World Rainforest Movement

Dams, forests and people

When asked to name different causes of deforestation, few people will mention hydroelectric dams as being one of them. Even fewer will include them as a cause of human rights violations. However, dams constitute a major direct and indirect cause of forest loss and most of them have resulted in widespread human rights abuses.

This lack of awareness can be explained by the fact that for many years large hydroelectric dams have been portrayed as synonymous with development. Another reason can be that most users of hydro-electricity live far away from the impacted areas and that the sites selected for dam building have been often those inhabited by indigenous peoples, ethnic minorities and poor communities having little capacity of being heard by the wider national community.

The fact is that more than 40,000 large dams –those that measure more than 15 metres in height– are currently obstructing the world’s rivers, whose reservoirs cover more than 400,000 square kilometres of land –an area larger than the combined surfaces of the United Kingdom, Belgium, The Netherlands and Austria.

These reservoirs have inundated millions of hectares of forests –particularly in the tropics– many of which were not even logged and trees were left to slowly rot. They have also resulted in deforestation elsewhere, as farmers displaced by the dams have had to clear forests in other areas in order to grow their crops and build their homes. Additionally, dams imply road building, thus allowing access to previously remote areas by loggers and “developers”, resulting in further deforestation processes.

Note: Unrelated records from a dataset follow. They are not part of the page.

//! Core domain models
//!
//! This module defines the configuration documents, the pipeline model and
//! the resolver that turns a document tree into runnable entities.

pub mod config;
pub mod error;
pub mod pipeline;
pub mod resolver;

pub use config::BackupDocument;
pub use error::ConfigError;
pub use pipeline::{Pipeline, StepKind};
pub use resolver::{ConfigResolver, Defaults, ResolvedConfiguration};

However, the dams’ effects have included much more than forest loss and the major environmental changes have impacted on local people, at both the dam site and in the entire river basin. Not only are the best agricultural soils flooded by the reservoir, but major changes occur in the environment, where the river’s flora and fauna begins to disappear, with strong impacts on people dependent on those resources. At the same time, dams imply a number of health hazards, starting with diseases introduced by the thousands of workers that are brought in to build the dam (including AIDS, syphilis, tuberculosis, measles and others) and ending with diseases related to the reservoir itself (malaria, schistosomiasis, river blindness, etc.).

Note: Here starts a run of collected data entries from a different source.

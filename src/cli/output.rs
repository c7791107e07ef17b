//! CLI output formatting

use crate::core::ResolvedConfiguration;
use crate::execution::{ExecutionEvent, PipelineReport, StepStatus};
use console::Emoji;
use serde::Serialize;
use std::path::PathBuf;

// Re-export style
pub use console::style;

// Emojis for output
pub static CHECK: Emoji<'_, '_> = Emoji("✅ ", "✓ ");
pub static CROSS: Emoji<'_, '_> = Emoji("❌ ", "✗ ");
pub static SPINNER: Emoji<'_, '_> = Emoji("⏳ ", "~ ");
pub static INFO: Emoji<'_, '_> = Emoji("ℹ️  ", "i ");
pub static WARN: Emoji<'_, '_> = Emoji("⚠️  ", "!");
pub static ROCKET: Emoji<'_, '_> = Emoji("🚀 ", "> ");
pub static SKIP: Emoji<'_, '_> = Emoji("⏭️  ", "- ");

/// Format an execution event for display
pub fn format_execution_event(event: &ExecutionEvent) -> String {
    match event {
        ExecutionEvent::PipelineStarted { run_id, steps } => format!(
            "{} Starting backup run ({}) with {} steps",
            ROCKET,
            style(&run_id.to_string()[..8]).dim(),
            style(steps).cyan()
        ),
        ExecutionEvent::StepStarted { no, kind } => {
            format!("{} {} {}", SPINNER, style(format!("[{}]", no)).dim(), style(kind).cyan())
        }
        ExecutionEvent::StepSkipped { no, kind, reason } => format!(
            "{} {} {} ({})",
            SKIP,
            style(format!("[{}]", no)).dim(),
            style(kind).dim(),
            reason
        ),
        ExecutionEvent::StepFinished { no, kind, failures } => {
            if failures.is_empty() {
                format!("{} {} {}", CHECK, style(format!("[{}]", no)).dim(), style(kind).green())
            } else {
                let mut out = format!(
                    "{} {} {} ({} failed)",
                    CROSS,
                    style(format!("[{}]", no)).dim(),
                    style(kind).red(),
                    failures.len()
                );
                for failure in failures {
                    out.push_str(&format!("\n    {}", style(failure).dim()));
                }
                out
            }
        }
        ExecutionEvent::PipelineCompleted { run_id, failures } => {
            let status = if *failures == 0 {
                format!("{} completed", style("successfully").green())
            } else {
                format!("completed with {}", style(format!("{} failures", failures)).red())
            };
            format!(
                "{} Backup run ({}) {}",
                INFO,
                style(&run_id.to_string()[..8]).dim(),
                status
            )
        }
    }
}

/// One-line summary of a finished run
pub fn format_report(report: &PipelineReport) -> String {
    let skipped = report
        .steps
        .iter()
        .filter(|s| s.status == StepStatus::Skipped)
        .count();
    let icon = if report.failure_count() == 0 { CHECK } else { WARN };
    format!(
        "{} {} steps, {} skipped, {} failures in {}",
        icon,
        report.steps.len(),
        skipped,
        report.failure_count(),
        format_duration(report.duration())
    )
}

pub fn format_duration(duration: chrono::Duration) -> String {
    let secs = duration.num_seconds().max(0);
    if secs < 60 {
        format!("{}s", secs)
    } else if secs < 3600 {
        format!("{}m {}s", secs / 60, secs % 60)
    } else {
        format!("{}h {}m {}s", secs / 3600, (secs % 3600) / 60, secs % 60)
    }
}

/// What `--validate` reports about a resolved configuration
#[derive(Debug, Clone, Serialize)]
pub struct ConfigSummary {
    pub target: Option<PathBuf>,
    pub pipeline: Vec<StepSummary>,
    pub sources: Vec<SourceSummary>,
    pub databases: Vec<DatabaseSummary>,
    pub scripts: Vec<ScriptSummary>,
}

#[derive(Debug, Clone, Serialize)]
pub struct StepSummary {
    pub no: u32,
    pub step: String,
}

#[derive(Debug, Clone, Serialize)]
pub struct SourceSummary {
    pub path: String,
    pub host: String,
    pub target_dir: PathBuf,
    pub privileged: bool,
    pub excludes: Vec<String>,
}

#[derive(Debug, Clone, Serialize)]
pub struct DatabaseSummary {
    pub engine: String,
    pub name: String,
    pub host: String,
    pub dump_dir: PathBuf,
}

#[derive(Debug, Clone, Serialize)]
pub struct ScriptSummary {
    pub id: u32,
    pub command: String,
}

impl ConfigSummary {
    pub fn new(config: &ResolvedConfiguration) -> Self {
        Self {
            target: config.target.clone(),
            pipeline: config
                .pipeline
                .iter()
                .map(|(no, kind)| StepSummary {
                    no,
                    step: kind.to_string(),
                })
                .collect(),
            sources: config
                .sources
                .iter()
                .map(|s| SourceSummary {
                    path: s.path.clone(),
                    host: s.host(),
                    target_dir: s.target_dir(),
                    privileged: s.privileged,
                    excludes: s.excludes.iter().cloned().collect(),
                })
                .collect(),
            databases: config
                .databases
                .iter()
                .map(|db| DatabaseSummary {
                    engine: db.engine.to_string(),
                    name: db.name.clone(),
                    host: db.host(),
                    dump_dir: db.dump_dir(),
                })
                .collect(),
            scripts: config
                .scripts
                .iter()
                .map(|(id, script)| ScriptSummary {
                    id: *id,
                    command: script.command.clone(),
                })
                .collect(),
        }
    }

    /// Human-readable form
    pub fn render(&self) -> String {
        let mut out = String::new();
        if let Some(target) = &self.target {
            out.push_str(&format!("  Target: {}\n", style(target.display()).bold()));
        }
        out.push_str(&format!("  Pipeline: {} steps\n", style(self.pipeline.len()).cyan()));
        for step in &self.pipeline {
            out.push_str(&format!("    {:>3}  {}\n", step.no, step.step));
        }
        out.push_str(&format!("  Sources: {}\n", style(self.sources.len()).cyan()));
        for source in &self.sources {
            out.push_str(&format!(
                "    {} -> {}{}\n",
                source.path,
                source.target_dir.display(),
                if source.privileged { " (sudo)" } else { "" }
            ));
        }
        out.push_str(&format!("  Databases: {}\n", style(self.databases.len()).cyan()));
        for db in &self.databases {
            out.push_str(&format!("    {} {} on {}\n", db.engine, db.name, db.host));
        }
        out.push_str(&format!("  Scripts: {}", style(self.scripts.len()).cyan()));
        for script in &self.scripts {
            out.push_str(&format!("\n    {:>3}  {}", script.id, script.command));
        }
        out
    }
}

In far too many cases, dam-building has resulted in widespread human rights violations. As most of us would, local peoples have persistently resisted the destruction of their homelands and their forced “resettlement.” As a result, they have had to face different types of repression, ranging from physical and legal threats to mass murders, such as in the case of the Chixoy dam in Guatemala (see article in this bulletin).

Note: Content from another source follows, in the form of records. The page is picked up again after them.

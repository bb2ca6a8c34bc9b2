use crate::Error;
use async_trait::async_trait;

/// Outbound message delivery capability (email).
///
/// The core only calls this interface, it never implements delivery.
/// Implementations should expect to be raced against a timeout; a send that
/// outlives the caller's bound is dropped.
#[async_trait]
pub trait NotificationGateway: Send + Sync + 'static {
    /// Deliver a message to the given address.
    async fn send(&self, to: &str, subject: &str, body: &str) -> Result<(), Error>;
}
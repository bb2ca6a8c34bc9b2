//! Service layer for business logic
//!
//! This module contains the auth orchestration service and the capability
//! traits it consumes.

pub mod auth;
pub mod hasher;
pub mod notification;

pub use auth::{AuthService, Registration};
pub use hasher::{Argon2PasswordHasher, PasswordHasher};
pub use notification::NotificationGateway;
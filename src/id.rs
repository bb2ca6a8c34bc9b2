//! ID generation utilities with prefix support
//!
//! Account identifiers are generated with at least 96 bits of entropy from
//! the OS random number generator and are URL-safe.

use base64::{Engine, prelude::BASE64_URL_SAFE_NO_PAD};
use rand::{TryRngCore, rngs::OsRng};

/// Generate a prefixed ID with at least 96 bits of entropy
///
/// The ID format is: `{prefix}_{random_string}`
/// Where the random string is base64 URL-safe encoded without padding.
///
/// # Panics
///
/// Panics if the OS random number generator fails. This indicates a critical
/// system failure from which recovery is not possible for security-sensitive
/// operations.
pub fn generate_prefixed_id(prefix: &str) -> String {
    let mut bytes = [0u8; 12];
    OsRng
        .try_fill_bytes(&mut bytes)
        .expect("OS RNG failure - system entropy source unavailable");

    let encoded = BASE64_URL_SAFE_NO_PAD.encode(bytes);

    format!("{prefix}_{encoded}")
}

/// Validate that a prefixed ID has the expected format
pub fn validate_prefixed_id(id: &str, expected_prefix: &str) -> bool {
    if !id.starts_with(&format!("{expected_prefix}_")) {
        return false;
    }

    let random_part = &id[expected_prefix.len() + 1..];

    match BASE64_URL_SAFE_NO_PAD.decode(random_part) {
        Ok(decoded) => decoded.len() >= 12, // At least 96 bits
        Err(_) => false,
    }
}
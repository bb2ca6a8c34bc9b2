//! Session-token issuance
//!
//! Session tokens are signed, claims-bearing JWTs with a fixed two-hour
//! lifetime, issued on successful login. They are opaque bearer strings to
//! downstream consumers; the claim schema (`sub`, `email`, `role`, expiry)
//! is the wire contract relied on by authorization checks elsewhere in the
//! system.
//!
//! Issuance is pure given `(account, now, config)` - no side effects, no
//! I/O. Tokens are signed with a configured secret using HS256.

use chrono::{DateTime, Duration, Utc};
use jsonwebtoken::{Algorithm, DecodingKey, EncodingKey, Header, Validation, decode, encode};
use serde::{Deserialize, Serialize};

use crate::{Account, Error, error::SessionError};

/// How long an issued session token remains valid.
pub fn session_ttl() -> Duration {
    Duration::hours(2)
}

/// Signing material and standard claims, supplied at process start.
#[derive(Debug, Clone)]
pub struct JwtConfig {
    /// Secret key for both signing and verifying (HS256).
    secret: Vec<u8>,
    /// Issuer claim.
    pub issuer: String,
    /// Audience claim.
    pub audience: String,
}

impl JwtConfig {
    pub fn new(secret: Vec<u8>, issuer: impl Into<String>, audience: impl Into<String>) -> Self {
        Self {
            secret,
            issuer: issuer.into(),
            audience: audience.into(),
        }
    }

    fn encoding_key(&self) -> EncodingKey {
        EncodingKey::from_secret(&self.secret)
    }

    fn decoding_key(&self) -> DecodingKey {
        DecodingKey::from_secret(&self.secret)
    }

    fn validation(&self) -> Validation {
        let mut validation = Validation::new(Algorithm::HS256);
        validation.set_issuer(&[&self.issuer]);
        validation.set_audience(&[&self.audience]);
        validation
    }
}

/// Claims carried by a session token.
#[derive(Debug, Serialize, Deserialize)]
pub struct JwtClaims {
    /// Subject - account ID
    pub sub: String,
    /// Email of the account holder
    pub email: String,
    /// Authorization role, when the account carries one
    #[serde(skip_serializing_if = "Option::is_none")]
    pub role: Option<String>,
    /// Issued at in seconds (as UTC timestamp)
    pub iat: i64,
    /// Expiration time in seconds (as UTC timestamp)
    pub exp: i64,
    /// Issuer
    pub iss: String,
    /// Audience
    pub aud: String,
}

/// A signed, time-limited bearer credential asserting account identity and
/// role.
#[derive(Debug, Clone, PartialEq, Eq, Serialize, Deserialize)]
pub struct SessionToken(String);

impl SessionToken {
    /// Sign a session token for the given account.
    ///
    /// The token expires [`session_ttl`] after `now`.
    pub fn issue(account: &Account, now: DateTime<Utc>, config: &JwtConfig) -> Result<Self, Error> {
        let claims = JwtClaims {
            sub: account.id.to_string(),
            email: account.email.clone(),
            role: Some(account.role.to_string()),
            iat: now.timestamp(),
            exp: (now + session_ttl()).timestamp(),
            iss: config.issuer.clone(),
            aud: config.audience.clone(),
        };

        let token = encode(&Header::new(Algorithm::HS256), &claims, &config.encoding_key())
            .map_err(|e| SessionError::InvalidToken(format!("Failed to encode JWT: {e}")))?;

        Ok(SessionToken(token))
    }

    /// Verify the token signature and standard claims, returning the claims.
    pub fn verify(&self, config: &JwtConfig) -> Result<JwtClaims, Error> {
        let token_data = decode::<JwtClaims>(&self.0, &config.decoding_key(), &config.validation())
            .map_err(|e| {
                if matches!(
                    e.kind(),
                    jsonwebtoken::errors::ErrorKind::ExpiredSignature
                ) {
                    Error::Session(SessionError::Expired)
                } else {
                    Error::Session(SessionError::InvalidToken(format!(
                        "JWT validation failed: {e}"
                    )))
                }
            })?;

        Ok(token_data.claims)
    }

    pub fn as_str(&self) -> &str {
        &self.0
    }

    pub fn into_inner(self) -> String {
        self.0
    }
}

impl From<String> for SessionToken {
    fn from(s: String) -> Self {
        Self(s)
    }
}

impl std::fmt::Display for SessionToken {
    fn fmt(&self, f: &mut std::fmt::Formatter<'_>) -> std::fmt::Result {
        write!(f, "{}", self.0)
    }
}

#[cfg(test)]
mod tests {
    use super::*;
    use crate::account::{Account, Role};

    const TEST_HS256_SECRET: &[u8] = b"test_secret_key_for_hs256_jwt_tokens_not_for_production_use";

    fn test_config() -> JwtConfig {
        JwtConfig::new(TEST_HS256_SECRET.to_vec(), "somon-api", "somon-clients")
    }

    fn test_account() -> Account {
        Account::builder()
            .display_name("Alice")
            .email("alice@example.com")
            .password_hash("$argon2id$fake")
            .role(Role::Manager)
            .build()
            .unwrap()
    }

    #[test]
    fn test_issue_and_verify() {
        let config = test_config();
        let account = test_account();
        let now = Utc::now();

        let token = SessionToken::issue(&account, now, &config).unwrap();
        let claims = token.verify(&config).unwrap();

        assert_eq!(claims.sub, account.id.to_string());
        assert_eq!(claims.email, "alice@example.com");
        assert_eq!(claims.role, Some("Manager".to_string()));
        assert_eq!(claims.iss, "somon-api");
        assert_eq!(claims.aud, "somon-clients");
        assert_eq!(claims.iat, now.timestamp());
        assert_eq!(claims.exp, (now + session_ttl()).timestamp());
    }

    #[test]
    fn test_lifetime_is_two_hours() {
        let config = test_config();
        let now = Utc::now();

        let token = SessionToken::issue(&test_account(), now, &config).unwrap();
        let claims = token.verify(&config).unwrap();

        assert_eq!(claims.exp - claims.iat, 2 * 60 * 60);
    }

    #[test]
    fn test_expired_token_is_rejected() {
        let config = test_config();
        // Issued far enough in the past that the 2h lifetime (plus default
        // validation leeway) has elapsed
        let issued = Utc::now() - Duration::hours(3);

        let token = SessionToken::issue(&test_account(), issued, &config).unwrap();
        let result = token.verify(&config);

        assert!(matches!(result, Err(Error::Session(SessionError::Expired))));
    }

    #[test]
    fn test_wrong_secret_is_rejected() {
        let config = test_config();
        let other = JwtConfig::new(
            b"another_secret_entirely_for_this_test".to_vec(),
            "somon-api",
            "somon-clients",
        );

        let token = SessionToken::issue(&test_account(), Utc::now(), &config).unwrap();
        let result = token.verify(&other);

        assert!(matches!(
            result,
            Err(Error::Session(SessionError::InvalidToken(_)))
        ));
    }

    #[test]
    fn test_wrong_audience_is_rejected() {
        let config = test_config();
        let other = JwtConfig::new(TEST_HS256_SECRET.to_vec(), "somon-api", "someone-else");

        let token = SessionToken::issue(&test_account(), Utc::now(), &config).unwrap();
        assert!(token.verify(&other).is_err());
    }
}
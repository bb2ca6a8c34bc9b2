//! Credential and session lifecycle core for the Somon marketplace backend
//!
//! This crate owns the security-sensitive slice of the marketplace: account
//! registration, password login, a time-boxed single-use password-reset flow
//! and signed session-token (JWT) issuance. HTTP routing, the catalogue CRUD
//! services, caching, schema management and the concrete mail transport are
//! external collaborators and live elsewhere.
//!
//! The entry point is [`AuthService`], which takes its collaborators - a
//! [`CredentialStore`], a [`PasswordHasher`], a [`NotificationGateway`] and
//! signing material ([`JwtConfig`]) - as explicit constructor parameters.
//!
//! Two invariants run through the whole design:
//!
//! - **Anti-enumeration**: responses never let a caller distinguish "account
//!   exists" from "account does not exist". Unknown email and wrong password
//!   fail identically on login; a reset request reports the same generic
//!   outcome either way.
//! - **Single-use reset tokens**: at most one pending token per account,
//!   consumed on successful redemption, lazily expired at validation time.

pub mod account;
pub mod error;
pub mod id;
pub mod repositories;
pub mod services;
pub mod session;
pub mod token;
pub mod validation;

pub use account::{Account, AccountId, Role};
pub use error::{AuthError, Error};
pub use repositories::CredentialStore;
pub use services::{
    Argon2PasswordHasher, AuthService, NotificationGateway, PasswordHasher, Registration,
};
pub use session::{JwtClaims, JwtConfig, SessionToken};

But resistance, consciousness and solidarity have grown. Local people have increasingly been able to organize themselves and to establish local, national and international alliances with other concerned organizations. Major examples are the Narmada Bachao Andolan movement in India, the Bio Bio Action Group in Chile, the Coalition of Concerned NGOs on Bakun in Malaysia, the People Affected by Dams movement in Brazil among many others. It has now become possible to stop large hydro dams. They are definitely not a symbol of development but one of economic and political power resulting in social and environmental degradation.